Both Chapter 7 and Chapter 13 bankruptcy provide an important, immediate relief from creditors trying to collect from the debtor. As soon as one of our bankruptcy attorneys files your case, you will get the benefit of the Automatic Stay, which prohibits nearly all of your creditors from collection activity while your bankruptcy case remains open. Such collection activities include pending foreclosure sales, evictions, wage garnishments, law suits, bill collection calls and letters, and so on. All such attempts to collect debts are “stayed” or frozen until the Automatic Stay is lifted, either at the conclusion of the bankruptcy case, or earlier as through a Motion for Relief from Stay.
This post is intended to explain what a relief from stay motion is and under what circumstances such a motion may be filed. When a bankruptcy debtor understands why a creditor may file a Motion for Relief from Stay in her case, and what will be the result of having such a motion filed, then she will not be alarmed if such a motion is filed by one of her creditors.
In Chapter 7 bankruptcy, the Automatic Stay in most cases lasts until the case is closed—generally, within 3-4 months after filing. In Chapter 13 cases, the stay remains in effect throughout the 3 or 5 year plan. However, in either type of bankruptcy case, secured creditors can file a Motion for Relief from Stay in which they ask the bankruptcy judge to lift the Automatic Stay. Although the Automatic Stay remains in effect as to all the other creditors, the secured creditor winning a relief from stay motion, may thereafter continue in its collection efforts against the debtor despite the bankruptcy.
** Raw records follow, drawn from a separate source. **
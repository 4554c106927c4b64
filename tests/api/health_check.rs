use crate::helpers::spawn_app;

#[actix_web::test]
async fn health_check_works() {
    let app = spawn_app().await;

    let client = reqwest::Client::new();
    // Act
    let response = client
        .get(&format!("{}/util/health_check", &app.address))
        .send()
        .await
        .expect("Failed to execute request.");
    // Assert
    assert!(response.status().is_success());
    assert_eq!(Some(14), response.content_length());
}
use actix_web::web;
use utoipa::OpenApi;
use utoipa_swagger_ui::SwaggerUi;

use crate::openapi::ApiDoc;
use crate::routes::{checkout_route, util_route};

pub fn main_route(cfg: &mut web::ServiceConfig) {
    let openapi = ApiDoc::openapi();
    cfg.service(web::scope("/checkout").configure(checkout_route))
        .service(web::scope("/util").configure(util_route))
        .service(SwaggerUi::new("/docs/{_:.*}").url("/api-docs/openapi.json", openapi.clone()));
}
Motions for Relief from Stay are most often brought by secured creditors in order to continue with a home foreclosure or to take possession of leased property. They are frequently brought by mortgage lenders in Chapter 7 cases whenever the debtor states his or her intention to surrender the property in question. Once the stay is lifted, the creditor may proceed under state law to complete their foreclosure of the property. In Chapter 13 cases, too, if the debtor falls behind in making regular mortgage or lease payments, the creditor will bring a Motion for Relief from Stay in order to go forward with a foreclosure or repossession of the property in spite of the bankruptcy case.
Partly because we see so many foreclosures at our bankruptcy law firm in San Jose, and partly because so many homeowners in bankruptcy find it to be in their best interests to voluntarily surrender property because it is so severely underwater, Motions for Relief from Stay are commonly filed in our clients’ bankruptcy cases. Note that one important exception exists under the Bankruptcy Code. Purchase money loans from auto lenders secured by the vehicle may repossess your car without filing a motion for relief from stay if you do not sign a reaffirmation agreement.
But it seems that no matter how prepared the client is to expect such a motion, that client still tends to get quite nervous when he is actually served in the mail with a very legalistic looking court document listing a hearing date and time in a specific courtroom before a bankruptcy judge.
In most cases, I remind our clients that the client has already decided to voluntarily surrender or give up the secured property in question, which the creditor filing the motion wants to foreclose or repossess. I assure them that where the client has decided to surrender the property, the client does not need to attend the hearing on the Motion for Relief from Stay, and we do not need to oppose it. The main source of anxiety for clients in this context is the fear that they will have to attend a court hearing before a judge. But where the debtor has chosen to give up the property because he or she cannot feasibly bring the loan current and make the regular payments after the case is over, there is no practical reason for us to oppose such a Motion for Relief from Stay under these circumstances, and there is no reason for the debtor to appear at the hearing.
The court will grant such a motion, and sometime thereafter the creditor will proceed with the foreclosure or repossession. I remind clients as well that once the Automatic Stay is lifted, the lender may still take weeks to months before they actually foreclose upon the property.